Zonnig Geluk
Het is donderdag, half maart. Het is thuiswerkdag en ik heb net geluncht. En boven alles: het is heel mooi weer. Prachtig zelfs.
Ik pak een stoel, ga zitten. Niet in de deuropening, maar achter het glas. Ik voel me net een kasplantje, lekker warm en broeierig.
Terwijl ik achterover leun en mijn ogen sluit, denk ik aan de tijd dat ik écht een kasplantje was. En aan de veranderingen die ik heb doorgemaakt. Ik zet mijn stoel toch maar buiten, want ik wil de zon voelen.
De binnenkanten van mijn oogleden kleuren felrood door het felle zonlicht.

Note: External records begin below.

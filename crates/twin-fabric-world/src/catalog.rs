// twin-fabric-world/src/catalog.rs
// ============================================================================
// Module: Scenario Catalog
// Description: Built-in named scenarios.
// Purpose: Give sessions, workflows, and tests a stable set of worlds.
// Dependencies: serde_json, crate::scenario
// ============================================================================

//! ## Overview
//! The catalog holds the worlds shipped with the fabric. `baseline` carries
//! the defaults every other world builds on: the procurement Slack channel,
//! the MacroCompute vendor with a quote-capable reply rule, a small browser
//! catalog, seeded database tables, and the default identity and service
//! desk population. `multi_channel` is the canonical rich world used by most
//! tests and workflows.

// ============================================================================
// SECTION: Imports
// ============================================================================

use std::collections::BTreeMap;

use serde_json::json;

use twin_fabric_core::FabricError;
use twin_fabric_core::JsonMap;

use crate::scenario::AffordanceSeed;
use crate::scenario::BrowserNodeSeed;
use crate::scenario::CalendarEventSeed;
use crate::scenario::DocumentSeed;
use crate::scenario::IdentityApplicationSeed;
use crate::scenario::IdentityGroupSeed;
use crate::scenario::IdentityUserSeed;
use crate::scenario::IncidentSeed;
use crate::scenario::MailReplySeed;
use crate::scenario::RequestSeed;
use crate::scenario::Scenario;
use crate::scenario::SlackSeed;
use crate::scenario::TicketSeed;
use crate::scenario::VendorSeed;

// ============================================================================
// SECTION: Catalog Surface
// ============================================================================

/// Names of the built-in scenarios, sorted.
#[must_use]
pub fn catalog_names() -> Vec<&'static str> {
    vec!["baseline", "identity_review", "multi_channel", "procurement"]
}

/// Looks up a built-in scenario by name.
///
/// # Errors
///
/// Returns `world.unknown_catalog` for names outside the catalog.
pub fn get_catalog_scenario(name: &str) -> Result<Scenario, FabricError> {
    match name.trim().to_lowercase().as_str() {
        "baseline" => Ok(baseline()),
        "multi_channel" => Ok(multi_channel()),
        "procurement" => Ok(procurement()),
        "identity_review" => Ok(identity_review()),
        other => Err(FabricError::new(
            "world.unknown_catalog",
            format!("no such catalog scenario: {other}"),
        )),
    }
}

// ============================================================================
// SECTION: Baseline World
// ============================================================================

/// The defaults every session starts from when no scenario is supplied.
#[must_use]
pub fn baseline() -> Scenario {
    let mut scenario = Scenario {
        slack_channels: vec!["#procurement".to_string()],
        ..Scenario::default()
    };

    scenario.vendors.push(VendorSeed {
        name: "MacroCompute".to_string(),
        contact: Some("sales@macrocompute.example".to_string()),
        price: [2_999, 3_399],
        eta_days: [5, 7],
    });
    scenario.vendor_reply_variants.insert(
        "sales@macrocompute.example".to_string(),
        vec![MailReplySeed {
            subj: None,
            body_text: "Thanks for reaching out. The MacroBook Pro 16 is $3,199 \
                        per unit. ETA 5-7 business days after PO."
                .to_string(),
            dt_ms: None,
        }],
    );

    scenario.browser_nodes = browser_catalog_nodes();
    scenario.browser_start = Some("home".to_string());
    scenario.database_tables = default_database_tables();

    scenario.identity_users.insert(
        "USR-9001".to_string(),
        IdentityUserSeed {
            user_id: "USR-9001".to_string(),
            email: "jane@macrocompute.example".to_string(),
            login: Some("jane".to_string()),
            first_name: Some("Jane".to_string()),
            last_name: Some("Castillo".to_string()),
            title: Some("Security Lead".to_string()),
            department: Some("Security".to_string()),
            status: Some("ACTIVE".to_string()),
            groups: vec!["GRP-security".to_string()],
            applications: vec!["APP-sso".to_string()],
        },
    );
    scenario.identity_users.insert(
        "USR-9002".to_string(),
        IdentityUserSeed {
            user_id: "USR-9002".to_string(),
            email: "mike@macrocompute.example".to_string(),
            login: Some("mike".to_string()),
            first_name: Some("Mike".to_string()),
            last_name: Some("Dorsey".to_string()),
            title: Some("IT Analyst".to_string()),
            department: Some("IT".to_string()),
            status: Some("SUSPENDED".to_string()),
            groups: vec!["GRP-it".to_string()],
            applications: vec!["APP-sso".to_string()],
        },
    );
    scenario.identity_groups.insert(
        "GRP-security".to_string(),
        IdentityGroupSeed {
            group_id: "GRP-security".to_string(),
            name: "Security Admins".to_string(),
            description: Some("Manage identity profiles and MFA".to_string()),
            members: vec!["USR-9001".to_string()],
        },
    );
    scenario.identity_groups.insert(
        "GRP-it".to_string(),
        IdentityGroupSeed {
            group_id: "GRP-it".to_string(),
            name: "IT Support".to_string(),
            description: None,
            members: vec!["USR-9002".to_string()],
        },
    );
    scenario.identity_applications.insert(
        "APP-sso".to_string(),
        IdentityApplicationSeed {
            app_id: "APP-sso".to_string(),
            label: "Macro SSO".to_string(),
            description: Some("Corporate identity provider".to_string()),
            assignments: vec!["USR-9001".to_string(), "USR-9002".to_string()],
        },
    );

    scenario.service_incidents.insert(
        "INC-5001".to_string(),
        IncidentSeed {
            incident_id: "INC-5001".to_string(),
            title: "VPN intermittent drops for remote staff".to_string(),
            status: Some("OPEN".to_string()),
            priority: Some("P2".to_string()),
            assignee: Some("netops".to_string()),
            description: Some("Multiple reports of VPN session resets since 09:00.".to_string()),
        },
    );
    scenario.service_requests.insert(
        "REQ-8801".to_string(),
        RequestSeed {
            request_id: "REQ-8801".to_string(),
            summary: "Temporary admin access for laptop rollout".to_string(),
            requester: "sam@macrocompute.example".to_string(),
            status: Some("PENDING_APPROVAL".to_string()),
            approval_stage: Some("security".to_string()),
            approval_status: Some("PENDING".to_string()),
        },
    );

    scenario
}
// twin-fabric-core/src/rng.rs
// ============================================================================
// Module: Deterministic RNG
// Description: Seeded random source shared by the router, twins, and corpus.
// Purpose: Keep every random draw reproducible from the session seed.
// Dependencies: rand
// ============================================================================

//! ## Overview
//! All randomness in the fabric flows through [`DeterministicRng`]: latency
//! jitter, fault sampling, vendor reply timing, and corpus synthesis. The
//! router owns one instance per session; twins only see it through the call
//! context, which keeps draw order (and therefore traces) reproducible.

// ============================================================================
// SECTION: Imports
// ============================================================================

use rand::Rng;
use rand::SeedableRng;
use rand::rngs::StdRng;
use rand::seq::SliceRandom;

// ============================================================================
// SECTION: Deterministic RNG
// ============================================================================

/// Seeded random source with a draw surface tailored to fabric needs.
#[derive(Debug, Clone)]
pub struct DeterministicRng {
    /// Underlying seeded generator.
    inner: StdRng,
}

impl DeterministicRng {
    /// Creates a generator from a session seed.
    #[must_use]
    pub fn from_seed(seed: u64) -> Self {
        Self {
            inner: StdRng::seed_from_u64(seed),
        }
    }

    /// Draws a float uniformly from `[0, 1)`.
    pub fn next_f64(&mut self) -> f64 {
        self.inner.gen_range(0.0..1.0)
    }

    /// Draws an integer uniformly from `[lo, hi]` inclusive.
    ///
    /// Returns `lo` when the range is empty.
    pub fn range_u64(&mut self, lo: u64, hi: u64) -> u64 {
        if hi <= lo {
            return lo;
        }
        self.inner.gen_range(lo..=hi)
    }

    /// Draws a signed integer uniformly from `[lo, hi]` inclusive.
    pub fn range_i64(&mut self, lo: i64, hi: i64) -> i64 {
        if hi <= lo {
            return lo;
        }
        self.inner.gen_range(lo..=hi)
    }

    /// Picks one element of the slice, or `None` when it is empty.
    pub fn pick<'a, T>(&mut self, items: &'a [T]) -> Option<&'a T> {
        items.choose(&mut self.inner)
    }

    /// Samples `count` distinct elements, clamped to the slice length.
    pub fn sample<'a, T>(&mut self, items: &'a [T], count: usize) -> Vec<&'a T> {
        let count = count.min(items.len());
        items.choose_multiple(&mut self.inner, count).collect()
    }

    /// Draws a sub-seed for a derived generator (corpus environments and
    /// scenarios each get independent streams).
    pub fn sub_seed(&mut self) -> u64 {
        self.inner.gen_range(1..=10_000_000)
    }
}

// ============================================================================
// SECTION: Tests
// ============================================================================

In mijn hoofd zie ik van alles langskomen: de start van mijn opleiding, het leren kennen van mijn beste vriend, mijn werk nu, mijn vriend, mijn hobby’s, vrienden. En opeens voel ik iets, iets wat ik niet zo goed ken… Om mijn lippen speelt een glimlach. Wat is dit? Ik ken het gevoel niet, maar ik vind het prettig. De zon maakt me roezig, slaperig, laat me meer glimlachen. Mijn hersenen zijn op zoek naar het woord dat bij dit gevoel hoort, maar kunnen het niet vinden. Hoe heet het toch? Voor mijn gevoel ligt het op het puntje van mijn hersenen, maar heb ik niet de juiste uitrusting om bij dat puntje te komen. Het is te gevaarlijk.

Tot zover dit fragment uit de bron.